(Beginning of Data excerpts)
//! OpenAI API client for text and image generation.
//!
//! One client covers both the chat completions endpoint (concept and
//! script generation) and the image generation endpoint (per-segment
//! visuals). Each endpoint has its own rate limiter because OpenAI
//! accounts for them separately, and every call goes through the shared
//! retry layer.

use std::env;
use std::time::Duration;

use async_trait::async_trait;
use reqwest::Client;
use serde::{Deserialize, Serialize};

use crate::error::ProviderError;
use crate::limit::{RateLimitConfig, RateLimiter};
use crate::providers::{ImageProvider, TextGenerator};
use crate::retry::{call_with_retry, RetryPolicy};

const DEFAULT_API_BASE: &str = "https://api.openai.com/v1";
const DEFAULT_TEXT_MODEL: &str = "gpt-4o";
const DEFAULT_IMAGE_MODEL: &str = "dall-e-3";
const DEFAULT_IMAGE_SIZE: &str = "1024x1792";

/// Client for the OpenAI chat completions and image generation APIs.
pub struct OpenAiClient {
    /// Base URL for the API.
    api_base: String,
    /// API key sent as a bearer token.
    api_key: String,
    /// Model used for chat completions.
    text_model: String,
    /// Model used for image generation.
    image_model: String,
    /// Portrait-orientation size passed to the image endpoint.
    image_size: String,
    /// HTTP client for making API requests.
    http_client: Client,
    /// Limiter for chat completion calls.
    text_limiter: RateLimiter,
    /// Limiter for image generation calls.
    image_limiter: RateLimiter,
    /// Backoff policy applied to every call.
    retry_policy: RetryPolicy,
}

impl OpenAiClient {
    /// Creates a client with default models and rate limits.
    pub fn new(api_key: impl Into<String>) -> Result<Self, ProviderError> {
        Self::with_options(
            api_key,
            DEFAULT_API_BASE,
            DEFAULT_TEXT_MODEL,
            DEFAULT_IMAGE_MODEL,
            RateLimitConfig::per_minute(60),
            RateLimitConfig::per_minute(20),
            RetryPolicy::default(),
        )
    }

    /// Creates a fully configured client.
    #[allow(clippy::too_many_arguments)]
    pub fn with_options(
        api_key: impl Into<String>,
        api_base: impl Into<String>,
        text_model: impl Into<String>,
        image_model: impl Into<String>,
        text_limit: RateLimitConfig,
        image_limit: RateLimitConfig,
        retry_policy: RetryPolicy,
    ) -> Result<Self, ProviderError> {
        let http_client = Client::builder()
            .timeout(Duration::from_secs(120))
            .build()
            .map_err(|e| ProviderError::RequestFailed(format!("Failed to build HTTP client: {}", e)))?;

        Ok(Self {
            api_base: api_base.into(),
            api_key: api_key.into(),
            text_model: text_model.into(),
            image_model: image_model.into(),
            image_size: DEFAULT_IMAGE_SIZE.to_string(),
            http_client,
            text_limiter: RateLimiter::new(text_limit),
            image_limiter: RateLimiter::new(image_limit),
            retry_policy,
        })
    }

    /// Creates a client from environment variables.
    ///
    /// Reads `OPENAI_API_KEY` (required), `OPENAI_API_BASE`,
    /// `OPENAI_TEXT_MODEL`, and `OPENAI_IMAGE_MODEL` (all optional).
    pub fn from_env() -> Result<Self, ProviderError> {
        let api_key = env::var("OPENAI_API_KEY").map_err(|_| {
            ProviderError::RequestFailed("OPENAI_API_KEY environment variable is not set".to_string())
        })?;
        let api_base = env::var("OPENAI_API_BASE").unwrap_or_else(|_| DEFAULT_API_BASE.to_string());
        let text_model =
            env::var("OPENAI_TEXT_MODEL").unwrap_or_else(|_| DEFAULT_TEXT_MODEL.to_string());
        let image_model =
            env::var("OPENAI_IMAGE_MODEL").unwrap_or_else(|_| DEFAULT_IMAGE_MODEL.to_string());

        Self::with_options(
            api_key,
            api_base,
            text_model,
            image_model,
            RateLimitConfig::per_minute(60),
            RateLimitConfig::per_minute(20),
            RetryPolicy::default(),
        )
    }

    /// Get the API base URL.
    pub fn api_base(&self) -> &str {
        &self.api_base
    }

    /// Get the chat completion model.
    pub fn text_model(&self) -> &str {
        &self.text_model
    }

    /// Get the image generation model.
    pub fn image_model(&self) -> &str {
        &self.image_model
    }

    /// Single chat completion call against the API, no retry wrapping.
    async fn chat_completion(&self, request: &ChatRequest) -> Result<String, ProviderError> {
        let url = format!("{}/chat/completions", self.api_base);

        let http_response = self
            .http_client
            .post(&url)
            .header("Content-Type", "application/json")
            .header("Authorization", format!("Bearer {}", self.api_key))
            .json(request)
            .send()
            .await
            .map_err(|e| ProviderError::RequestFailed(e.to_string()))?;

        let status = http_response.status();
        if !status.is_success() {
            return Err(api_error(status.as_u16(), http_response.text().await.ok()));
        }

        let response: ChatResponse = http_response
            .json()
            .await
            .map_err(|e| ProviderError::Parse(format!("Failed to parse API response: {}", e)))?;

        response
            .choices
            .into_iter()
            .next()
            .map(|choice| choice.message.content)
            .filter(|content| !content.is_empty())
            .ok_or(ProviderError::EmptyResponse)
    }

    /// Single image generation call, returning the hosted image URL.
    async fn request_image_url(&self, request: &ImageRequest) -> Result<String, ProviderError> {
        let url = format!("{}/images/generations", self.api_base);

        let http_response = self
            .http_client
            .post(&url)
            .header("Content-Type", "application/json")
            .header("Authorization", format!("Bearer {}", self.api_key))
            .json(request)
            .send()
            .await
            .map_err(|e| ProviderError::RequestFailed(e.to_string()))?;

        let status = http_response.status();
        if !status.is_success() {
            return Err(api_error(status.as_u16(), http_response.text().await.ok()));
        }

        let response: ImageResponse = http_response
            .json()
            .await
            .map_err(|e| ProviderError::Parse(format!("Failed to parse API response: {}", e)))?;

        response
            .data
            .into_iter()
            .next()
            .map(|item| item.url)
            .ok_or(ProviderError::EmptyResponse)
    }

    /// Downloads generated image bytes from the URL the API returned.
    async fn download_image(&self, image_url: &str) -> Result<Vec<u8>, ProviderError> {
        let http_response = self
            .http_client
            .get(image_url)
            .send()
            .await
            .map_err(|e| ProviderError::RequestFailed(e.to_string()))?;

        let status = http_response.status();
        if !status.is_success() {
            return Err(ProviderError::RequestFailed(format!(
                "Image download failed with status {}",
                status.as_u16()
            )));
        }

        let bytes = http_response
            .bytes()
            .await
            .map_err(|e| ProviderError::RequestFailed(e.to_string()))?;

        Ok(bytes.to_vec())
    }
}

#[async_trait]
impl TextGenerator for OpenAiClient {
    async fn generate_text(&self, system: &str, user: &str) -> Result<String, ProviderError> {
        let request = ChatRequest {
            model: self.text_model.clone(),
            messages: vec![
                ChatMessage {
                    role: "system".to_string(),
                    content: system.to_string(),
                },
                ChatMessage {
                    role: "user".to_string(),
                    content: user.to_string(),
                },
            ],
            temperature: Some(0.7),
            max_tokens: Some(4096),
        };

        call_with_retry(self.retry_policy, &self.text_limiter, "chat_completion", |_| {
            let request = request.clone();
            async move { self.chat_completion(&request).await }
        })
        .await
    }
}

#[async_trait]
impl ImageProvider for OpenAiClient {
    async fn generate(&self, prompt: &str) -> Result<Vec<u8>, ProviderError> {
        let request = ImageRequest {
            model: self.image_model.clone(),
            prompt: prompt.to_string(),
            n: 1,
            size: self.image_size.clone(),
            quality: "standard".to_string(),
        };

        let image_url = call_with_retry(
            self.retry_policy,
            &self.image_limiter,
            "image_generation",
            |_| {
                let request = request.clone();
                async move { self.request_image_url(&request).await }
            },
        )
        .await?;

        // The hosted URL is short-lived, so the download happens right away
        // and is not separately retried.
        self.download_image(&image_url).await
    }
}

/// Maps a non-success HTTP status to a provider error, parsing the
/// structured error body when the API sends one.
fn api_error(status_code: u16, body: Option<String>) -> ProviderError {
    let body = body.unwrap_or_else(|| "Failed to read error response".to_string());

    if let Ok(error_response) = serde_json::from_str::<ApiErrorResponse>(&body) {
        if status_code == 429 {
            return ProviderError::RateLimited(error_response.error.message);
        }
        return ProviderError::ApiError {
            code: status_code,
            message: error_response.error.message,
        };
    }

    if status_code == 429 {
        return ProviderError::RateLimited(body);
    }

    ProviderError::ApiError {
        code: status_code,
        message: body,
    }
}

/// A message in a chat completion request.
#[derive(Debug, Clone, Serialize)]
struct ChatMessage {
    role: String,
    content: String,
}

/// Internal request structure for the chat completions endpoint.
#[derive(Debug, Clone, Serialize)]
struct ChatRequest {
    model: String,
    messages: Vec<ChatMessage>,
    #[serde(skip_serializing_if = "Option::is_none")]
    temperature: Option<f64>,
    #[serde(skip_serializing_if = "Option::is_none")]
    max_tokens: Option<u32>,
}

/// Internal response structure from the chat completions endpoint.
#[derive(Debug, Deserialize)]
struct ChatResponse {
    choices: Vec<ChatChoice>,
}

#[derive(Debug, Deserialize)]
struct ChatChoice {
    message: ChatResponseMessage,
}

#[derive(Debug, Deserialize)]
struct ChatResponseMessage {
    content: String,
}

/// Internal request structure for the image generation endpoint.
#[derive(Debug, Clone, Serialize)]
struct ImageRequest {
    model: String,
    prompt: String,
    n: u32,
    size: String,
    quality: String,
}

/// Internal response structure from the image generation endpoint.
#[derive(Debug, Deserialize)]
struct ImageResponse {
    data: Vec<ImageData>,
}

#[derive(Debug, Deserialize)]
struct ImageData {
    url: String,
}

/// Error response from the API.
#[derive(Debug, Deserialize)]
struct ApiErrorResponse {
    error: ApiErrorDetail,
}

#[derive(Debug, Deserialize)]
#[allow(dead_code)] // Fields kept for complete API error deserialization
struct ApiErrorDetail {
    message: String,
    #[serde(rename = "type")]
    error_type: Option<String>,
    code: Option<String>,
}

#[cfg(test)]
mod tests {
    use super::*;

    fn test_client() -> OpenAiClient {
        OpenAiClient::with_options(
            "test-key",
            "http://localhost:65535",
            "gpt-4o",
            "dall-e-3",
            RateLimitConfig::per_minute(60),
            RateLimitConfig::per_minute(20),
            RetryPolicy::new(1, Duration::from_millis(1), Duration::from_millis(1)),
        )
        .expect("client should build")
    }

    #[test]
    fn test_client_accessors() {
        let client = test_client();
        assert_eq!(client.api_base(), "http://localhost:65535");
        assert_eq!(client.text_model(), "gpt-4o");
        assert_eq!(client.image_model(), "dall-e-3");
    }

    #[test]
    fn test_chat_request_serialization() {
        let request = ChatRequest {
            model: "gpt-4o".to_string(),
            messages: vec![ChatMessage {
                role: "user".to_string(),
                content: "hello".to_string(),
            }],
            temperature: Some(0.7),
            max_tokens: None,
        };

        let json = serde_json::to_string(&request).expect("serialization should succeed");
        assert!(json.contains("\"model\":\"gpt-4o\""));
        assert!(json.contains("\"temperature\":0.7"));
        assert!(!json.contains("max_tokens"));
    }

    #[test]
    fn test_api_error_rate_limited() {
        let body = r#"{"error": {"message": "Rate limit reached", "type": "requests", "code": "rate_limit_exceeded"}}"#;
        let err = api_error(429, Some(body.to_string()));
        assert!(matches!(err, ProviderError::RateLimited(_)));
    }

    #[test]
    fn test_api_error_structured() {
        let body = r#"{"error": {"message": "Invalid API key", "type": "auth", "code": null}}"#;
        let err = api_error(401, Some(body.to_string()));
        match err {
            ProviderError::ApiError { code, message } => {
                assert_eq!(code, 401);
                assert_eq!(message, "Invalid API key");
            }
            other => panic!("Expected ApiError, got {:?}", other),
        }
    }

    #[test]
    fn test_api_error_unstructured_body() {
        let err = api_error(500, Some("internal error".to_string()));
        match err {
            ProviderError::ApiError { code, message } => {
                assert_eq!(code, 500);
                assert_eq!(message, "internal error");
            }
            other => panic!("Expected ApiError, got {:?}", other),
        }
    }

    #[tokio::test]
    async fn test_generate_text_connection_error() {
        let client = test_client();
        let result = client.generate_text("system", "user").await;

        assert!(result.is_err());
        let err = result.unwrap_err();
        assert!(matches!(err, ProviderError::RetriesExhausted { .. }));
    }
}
(End of Data excerpts)
Exercise instructions - What are the exact lines from the beginning of the material through the line containing "generation endpoint (per-segment"? Write out those lines alone.

Response to this exercise -
//! OpenAI API client for text and image generation.
//!
//! One client covers both the chat completions endpoint (concept and
//! script generation) and the image generation endpoint (per-segment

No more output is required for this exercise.